UNHCR’s Vivian Tan says resettlement in third countries is meant to provide both protection and long term solutions for refugees only when they are “not available in the host country”. Tan says moving refugees to countries where rights are reduced, or where relocation is an attempt by a refugee convention state “to divest itself of its responsibility”, goes against the spirit of resettlement.

Those granted refugee status in Papua New Guinea (PNG) will receive visas with “work rights and freedom of movement”, but no other details have been made available. A PNG expert panel is due to report back this week with recommendations on resettlement arrangements, but even with provision of basic assistance to be paid for by Australia, the challenges for refugees will be enormous.

Back in October 2012, the then-UNHCR regional representative Richard Towle voiced alarm at the lack of durable solutions for refugees in PNG. He warned that Port Moresby –the location for most “out-of region refugees” –was “a very dangerous and expensive place for people to live”. After a visit to Manus Island in October 2013, UNHCR again raised concerns about the “severe limitations” of finding safe, long term solutions for non-Melanesian refugees. UNHCR noted that refugees in PNG had previously been relocated to third countries, including Australia.

Dumping refugees in under-resourced, aid dependent countries can have disastrous consequences for all involved. Only a well developed resettlement program, coupled with a supportive and safe environment, can address the long term needs of both the refugee and the resettlement country.

Pathways for integration into local communities should be offered. Communities need to be inclusive and welcoming of new arrivals. Resettlement is about providing education, medical services, specialist torture and trauma counselling when necessary, access to work (not just work permits), language classes, interpreting services and ultimately, citizenship. Initial support should include orientation programs and assistance to find housing and work.

A recent article on the PNG Edge website reports that only one province in PNG has put up its hand to resettle Australia’s refugees.

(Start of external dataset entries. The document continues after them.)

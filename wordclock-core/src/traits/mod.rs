//! Collaborator traits
//!
//! These traits define the interface between the time-to-frame logic and
//! the hardware that supplies the time, shows frames and measures light.

pub mod clock;
pub mod display;
pub mod light;

pub use clock::{ClockError, TimeSource};
pub use display::{DisplayError, FrameDisplay};
pub use light::{LightSensor, SensorError};
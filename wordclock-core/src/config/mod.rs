//! Configuration types
//!
//! Board-agnostic configuration structures. The firmware fills these from
//! the embedded `clock.toml`; anything not set keeps its default.

pub mod hardware;
pub mod types;

pub use hardware::*;
pub use types::*;
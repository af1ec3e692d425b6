//! Configuration type definitions
//!
//! Top-level clock configuration and its validation rules.

use super::hardware::{
    DisplayConfig, LightSensorConfig, ADC_MAX, MAX_GPIO, MAX_LIGHT_SAMPLES,
};

/// Minutes in a day
pub const MINUTES_PER_DAY: u16 = 24 * 60;

/// Largest supported UTC offset (+/- 14h)
pub const MAX_UTC_OFFSET_MINUTES: i16 = 14 * 60;

/// Timekeeping configuration
#[derive(Debug, Clone, Copy, PartialEq, Eq)]
#[cfg_attr(feature = "defmt", derive(defmt::Format))]
pub struct TimeConfig {
    /// Fixed offset from UTC applied to synced timestamps
    pub utc_offset_minutes: i16,
    /// Simulated clock start, minutes after midnight (720 = 12:00)
    pub fallback_start_minutes: u16,
    /// Simulated seconds per real second when unsynced
    pub fallback_rate_s: u16,
}

impl Default for TimeConfig {
    fn default() -> Self {
        Self {
            utc_offset_minutes: 600,
            fallback_start_minutes: 12 * 60,
            fallback_rate_s: 60,
        }
    }
}

/// Boot self-test configuration
#[derive(Debug, Clone, Copy, PartialEq, Eq)]
#[cfg_attr(feature = "defmt", derive(defmt::Format))]
pub struct BootConfig {
    /// Sweep every LED once at power-up
    pub led_test: bool,
    /// Time each LED stays lit during the sweep
    pub step_ms: u16,
}

impl Default for BootConfig {
    fn default() -> Self {
        Self {
            led_test: true,
            step_ms: 100,
        }
    }
}

/// Complete clock configuration
#[derive(Debug, Clone, Copy, PartialEq, Eq, Default)]
#[cfg_attr(feature = "defmt", derive(defmt::Format))]
pub struct ClockConfig {
    pub display: DisplayConfig,
    pub light: LightSensorConfig,
    pub time: TimeConfig,
    pub boot: BootConfig,
}

/// Configuration validation failures
#[derive(Debug, Clone, Copy, PartialEq, Eq)]
#[cfg_attr(feature = "defmt", derive(defmt::Format))]
pub enum ConfigError {
    /// GPIO number does not exist
    InvalidPin(u8),
    /// Light sensor pin cannot be read by the ADC
    NotAnAdcPin(u8),
    /// Data pin and sensor pin are the same GPIO
    PinConflict(u8),
    /// Sample window is zero or larger than the averaging buffer
    InvalidSampleCount(u8),
    /// Dark threshold must be below bright threshold, both within ADC range
    InvalidThresholds,
    /// Hysteresis wider than the normal band
    InvalidHysteresis,
    /// UTC offset beyond +/- 14h
    InvalidUtcOffset(i16),
    /// Simulated start is not a minute of the day
    InvalidStartTime(u16),
    /// Simulated rate of zero would freeze the clock
    InvalidRate,
}

impl ClockConfig {
    /// Check cross-field constraints
    pub fn validate(&self) -> Result<(), ConfigError> {
        let data_pin = self.display.data_pin.pin;
        if data_pin > MAX_GPIO {
            return Err(ConfigError::InvalidPin(data_pin));
        }

        if self.light.enabled {
            let light = &self.light;
            if light.pin.pin > MAX_GPIO {
                return Err(ConfigError::InvalidPin(light.pin.pin));
            }
            if !light.pin.is_adc() {
                return Err(ConfigError::NotAnAdcPin(light.pin.pin));
            }
            if light.pin.pin == data_pin {
                return Err(ConfigError::PinConflict(data_pin));
            }
            if light.samples == 0 || usize::from(light.samples) > MAX_LIGHT_SAMPLES {
                return Err(ConfigError::InvalidSampleCount(light.samples));
            }
            if light.dark_threshold >= light.bright_threshold || light.bright_threshold > ADC_MAX
            {
                return Err(ConfigError::InvalidThresholds);
            }
            // Both deadbands must fit inside the normal band
            let band = light.bright_threshold - light.dark_threshold;
            if light.hysteresis.saturating_mul(2) >= band {
                return Err(ConfigError::InvalidHysteresis);
            }
        }

        let offset = self.time.utc_offset_minutes;
        if !(-MAX_UTC_OFFSET_MINUTES..=MAX_UTC_OFFSET_MINUTES).contains(&offset) {
            return Err(ConfigError::InvalidUtcOffset(offset));
        }
        if self.time.fallback_start_minutes >= MINUTES_PER_DAY {
            return Err(ConfigError::InvalidStartTime(
                self.time.fallback_start_minutes,
            ));
        }
        if self.time.fallback_rate_s == 0 {
            return Err(ConfigError::InvalidRate);
        }

        Ok(())
    }
}

#[cfg(test)]
mod tests {
    use super::*;
    use crate::config::PinConfig;

    #[test]
    fn test_default_is_valid() {
        assert_eq!(ClockConfig::default().validate(), Ok(()));
    }

    #[test]
    fn test_defaults_match_reference_build() {
        let config = ClockConfig::default();
        assert_eq!(config.display.data_pin.pin, 10);
        assert_eq!(config.display.brightness, 50);
        assert_eq!(config.light.samples, 10);
        assert_eq!(config.time.fallback_start_minutes, 720);
        assert_eq!(config.time.fallback_rate_s, 60);
        assert_eq!(config.boot.step_ms, 100);
    }

    #[test]
    fn test_rejects_non_adc_sensor_pin() {
        let mut config = ClockConfig::default();
        config.light.pin = PinConfig::new(5);
        assert_eq!(config.validate(), Err(ConfigError::NotAnAdcPin(5)));

        // Ignored when the sensor is not fitted
        config.light.enabled = false;
        assert_eq!(config.validate(), Ok(()));
    }

    #[test]
    fn test_rejects_pin_conflict() {
        let mut config = ClockConfig::default();
        config.display.data_pin = PinConfig::new(26);
        assert_eq!(config.validate(), Err(ConfigError::PinConflict(26)));
    }

    #[test]
    fn test_rejects_bad_samples() {
        let mut config = ClockConfig::default();
        config.light.samples = 0;
        assert_eq!(config.validate(), Err(ConfigError::InvalidSampleCount(0)));
        config.light.samples = 33;
        assert_eq!(config.validate(), Err(ConfigError::InvalidSampleCount(33)));
    }

    #[test]
    fn test_rejects_inverted_thresholds() {
        let mut config = ClockConfig::default();
        config.light.dark_threshold = 3000;
        assert_eq!(config.validate(), Err(ConfigError::InvalidThresholds));
    }

    #[test]
    fn test_rejects_wide_hysteresis() {
        let mut config = ClockConfig::default();
        config.light.hysteresis = 1200;
        assert_eq!(config.validate(), Err(ConfigError::InvalidHysteresis));
    }

    #[test]
    fn test_rejects_time_settings() {
        let mut config = ClockConfig::default();
        config.time.utc_offset_minutes = -900;
        assert_eq!(config.validate(), Err(ConfigError::InvalidUtcOffset(-900)));

        let mut config = ClockConfig::default();
        config.time.fallback_start_minutes = 1440;
        assert_eq!(config.validate(), Err(ConfigError::InvalidStartTime(1440)));

        let mut config = ClockConfig::default();
        config.time.fallback_rate_s = 0;
        assert_eq!(config.validate(), Err(ConfigError::InvalidRate));
    }
}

The governor of West New Britain is reportedly open to refugees working there in the palm oil industry. Another report claims refugees who refuse PNG resettlement will be handed back to the Australian government to “deal with”.

Using resettlement as a strategy for deterring refugees is reckless and harmful to all involved. Australia has the capacity to accommodate many more refugees, and we have particular obligations to those who have arrived seeking our help. Refugees should be returned to Australia and assisted to begin new lives here, free from fear and future uncertainty.